# Customer Service



## psudukie

I just wanted to post a quick comment on working with Tommy Farmer and Carolina Cast Pro. With in the last two hours on this sunday i called Carolina Cast Pro with the hopes of speaking to someone about the rods and reels. I left my monday working number not expecting a call till then. Low and behold with in half an hour or so of leaving the message i get a call back.. and not just from anyone it is Tommy Farmer himself. I exchange some thoughts and ideas with him.. he patiently listens... then goes out of his way to get what i am looking for.... mind you this is sunday around 12 noon give or take. We wrap of business and his products are on there way to me this week to central pa. 
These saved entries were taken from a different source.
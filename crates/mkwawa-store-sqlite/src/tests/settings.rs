use mkwawa_core::{
  Error as CoreError,
  finance::{OfferingForm, ServiceTime},
  ids,
  member::{Gender, MemberQuery},
  settings::{CellForm, NewChurchLocation, NewYear},
  store::ParishStore,
};
use rust_decimal::Decimal;

use super::{category, core, current_year, member, outstation, store};

// ─── Years ───────────────────────────────────────────────────────────────────

#[tokio::test]
async fn new_current_year_replaces_previous() {
  let s = store().await;
  let y2024 = current_year(&s, 2024).await;
  let y2025 = current_year(&s, 2025).await;

  let years = s.list_years().await.unwrap();
  assert_eq!(years.len(), 2);
  assert_eq!(years.iter().filter(|y| y.is_current).count(), 1);
  assert_eq!(s.current_year().await.unwrap().unwrap().id, y2025.id);

  let flipped = s.set_current_year(2024).await.unwrap();
  assert_eq!(flipped.id, y2024.id);
  assert!(flipped.is_current);
  let current = s.current_year().await.unwrap().unwrap();
  assert_eq!(current.year, 2024);
  assert_eq!(s.list_years().await.unwrap().iter().filter(|y| y.is_current).count(), 1);
}

#[tokio::test]
async fn setting_the_same_current_year_twice_changes_nothing() {
  let s = store().await;
  current_year(&s, 2024).await;
  current_year(&s, 2025).await;

  let once = s.set_current_year(2024).await.unwrap();
  let after_once = s.list_years().await.unwrap();
  let twice = s.set_current_year(2024).await.unwrap();
  let after_twice = s.list_years().await.unwrap();

  assert_eq!(once, twice);
  assert_eq!(after_once, after_twice);
  assert_eq!(after_twice.iter().filter(|y| y.is_current).count(), 1);
}

#[tokio::test]
async fn non_current_year_needs_a_current_one() {
  let s = store().await;
  let err = s.create_year(NewYear { year: 2023, is_current: false }).await.unwrap_err();
  assert!(matches!(core(err), CoreError::SingletonViolation(_)));

  current_year(&s, 2025).await;
  let y = s.create_year(NewYear { year: 2023, is_current: false }).await.unwrap();
  assert!(!y.is_current);
  assert_eq!(s.current_year().await.unwrap().unwrap().year, 2025);
}

#[tokio::test]
async fn duplicate_year_conflicts() {
  let s = store().await;
  current_year(&s, 2025).await;
  let err = s.create_year(NewYear { year: 2025, is_current: false }).await.unwrap_err();
  assert!(matches!(core(err), CoreError::Conflict(_)));
}

#[tokio::test]
async fn set_current_year_unknown_is_not_found() {
  let s = store().await;
  let err = s.set_current_year(2030).await.unwrap_err();
  assert!(matches!(core(err), CoreError::NotFound { entity: "year", .. }));
}

#[tokio::test]
async fn current_year_cannot_be_deleted() {
  let s = store().await;
  let y = current_year(&s, 2025).await;
  let err = s.delete_year(y.id).await.unwrap_err();
  assert!(matches!(core(err), CoreError::CurrentYearLocked(2025)));
  assert!(s.current_year().await.unwrap().is_some());
}

#[tokio::test]
async fn year_with_ledger_rows_is_protected() {
  let s = store().await;
  current_year(&s, 2025).await;
  let old = s.create_year(NewYear { year: 2024, is_current: false }).await.unwrap();
  let cat = s.create_offering_category(category("Sunday")).await.unwrap();
  let os = outstation(&s, "Mkwawa").await;
  s.create_offering(OfferingForm {
    year_id:       Some(old.id),
    date_given:    Some(super::d(2024, 3, 3)),
    service_time:  ServiceTime::Morning,
    amount:        Decimal::from(1_000),
    collected_by:  None,
    recorded_by:   None,
    mass_name:     "First mass".into(),
    notes:         None,
    category_id:   cat.id,
    outstation_id: os.id,
  })
  .await
  .unwrap();

  let err = s.delete_year(old.id).await.unwrap_err();
  assert!(matches!(core(err), CoreError::Protected(_)));

  let spare = s.create_year(NewYear { year: 2023, is_current: false }).await.unwrap();
  s.delete_year(spare.id).await.unwrap();
  assert_eq!(s.list_years().await.unwrap().len(), 2);
}

// ─── Outstations and cells ───────────────────────────────────────────────────

#[tokio::test]
async fn outstation_and_cell_numbers_have_fixed_width() {
  let s = store().await;
  let os = outstation(&s, "Mkwawa").await;
  assert_eq!(os.number.to_string().len(), 6);

  let cell = s
    .create_cell(CellForm {
      name:          "Cell A".into(),
      outstation_id: os.id,
      description:   None,
      location:      "Block 4".into(),
    })
    .await
    .unwrap();
  assert_eq!(cell.number.to_string().len(), 7);
  assert_eq!(s.list_cells(Some(os.id)).await.unwrap().len(), 1);
  assert!(ids::is_member_id(&member(&s, "A", Gender::Male, "255700000001").await.member_id));
}

#[tokio::test]
async fn cell_needs_existing_outstation() {
  let s = store().await;
  let err = s
    .create_cell(CellForm {
      name:          "Orphan".into(),
      outstation_id: uuid::Uuid::new_v4(),
      description:   None,
      location:      "Nowhere".into(),
    })
    .await
    .unwrap_err();
  assert!(matches!(core(err), CoreError::NotFound { entity: "outstation", .. }));
}

#[tokio::test]
async fn deleting_outstation_cascades_to_cells_and_unassigns_members() {
  let s = store().await;
  let os = outstation(&s, "Mkwawa").await;
  let cell = s
    .create_cell(CellForm {
      name:          "Cell A".into(),
      outstation_id: os.id,
      description:   None,
      location:      "Block 4".into(),
    })
    .await
    .unwrap();
  let mut form = super::member_form("Asha", Gender::Female, "255700000002");
  form.cell_id = Some(cell.id);
  let m = s.create_member(form, mkwawa_core::member::MemberStatus::Active).await.unwrap();
  assert_eq!(m.cell_id, Some(cell.id));

  s.delete_outstation(os.id).await.unwrap();
  assert!(s.get_cell(cell.id).await.unwrap().is_none());
  let m = s.get_member(m.id).await.unwrap().unwrap();
  assert_eq!(m.cell_id, None);
  assert_eq!(s.list_members(MemberQuery::default()).await.unwrap().len(), 1);
}

#[tokio::test]
async fn outstation_with_offerings_is_protected() {
  let s = store().await;
  current_year(&s, 2025).await;
  let os = outstation(&s, "Mkwawa").await;
  let cat = s.create_offering_category(category("Sunday")).await.unwrap();
  s.create_offering(OfferingForm {
    year_id:       None,
    date_given:    None,
    service_time:  ServiceTime::Evening,
    amount:        Decimal::from(500),
    collected_by:  None,
    recorded_by:   None,
    mass_name:     "Evening".into(),
    notes:         None,
    category_id:   cat.id,
    outstation_id: os.id,
  })
  .await
  .unwrap();
  let err = s.delete_outstation(os.id).await.unwrap_err();
  assert!(matches!(core(err), CoreError::Protected(_)));
}

#[tokio::test]
async fn outstation_names_are_unique() {
  let s = store().await;
  outstation(&s, "Mkwawa").await;
  let err = s
    .create_outstation(mkwawa_core::settings::OutStationForm {
      name:        "Mkwawa".into(),
      description: None,
      location:    "Elsewhere".into(),
    })
    .await
    .unwrap_err();
  assert!(matches!(core(err), CoreError::Conflict(_)));
}

// ─── Church location ─────────────────────────────────────────────────────────

fn here() -> NewChurchLocation {
  NewChurchLocation { latitude: -7.77, longitude: 35.69, altitude: None }
}

#[tokio::test]
async fn replacing_location_keeps_one_active() {
  let s = store().await;
  let first = s.replace_church_location(here()).await.unwrap();
  let second = s
    .replace_church_location(NewChurchLocation { latitude: -7.8, ..here() })
    .await
    .unwrap();
  assert!(second.is_active);

  let all = s.list_church_locations().await.unwrap();
  assert_eq!(all.len(), 2);
  assert_eq!(all.iter().filter(|l| l.is_active).count(), 1);
  assert_eq!(s.active_church_location().await.unwrap().unwrap().id, second.id);

  s.activate_church_location(first.id).await.unwrap();
  assert_eq!(s.active_church_location().await.unwrap().unwrap().id, first.id);
}

#[tokio::test]
async fn inserting_second_active_location_is_rejected() {
  let s = store().await;
  s.insert_church_location(here()).await.unwrap();
  let err = s.insert_church_location(here()).await.unwrap_err();
  assert!(matches!(core(err), CoreError::SingletonViolation(_)));
}

#[tokio::test]
async fn altitude_can_be_filled_in_later() {
  let s = store().await;
  let loc = s.replace_church_location(here()).await.unwrap();
  assert_eq!(loc.altitude, None);
  let loc = s.set_church_location_altitude(loc.id, 1_650.0).await.unwrap();
  assert_eq!(loc.altitude, Some(1_650.0));

  s.delete_church_location(loc.id).await.unwrap();
  assert!(s.active_church_location().await.unwrap().is_none());
}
As a business owner myself i am always thrilled to get such great service... if his product is half as nice as he is and his service is i am going to be blown ou.away. Thank you and look forward to seeing the product first hand. More importantly look forward to fishing the product from June 18 - July 2 on emerald isle. If Tommy was in the emerald isle area during the time i would probably have him teach me more on casting.

A very sincere thank you.


----------



## Tommy

Thank you for the great feedback!!


----------



## poppop1

psudukie, I live approx. 50 miles SW of State College and my oldest granddaughter will be attending PSU main campus at the end of this summer. I have CPS 13' 3-6 oz. spinning rod and practice from time to time here on the farm, if you need somewhere to practice let me know, and you're right, Tommy is a very humble guy.


----------



## Alexy

I met him while he was shopping in Food Lion in Avon NC of all places and he is really is a nice guy.


----------



## psudukie

Tommy, I wanted to let you know that everything has arrived safely and looks really top shelf. I am really looking forward to seeing that this 10' 1-4 can do. The OTW rod holders are amazing as well.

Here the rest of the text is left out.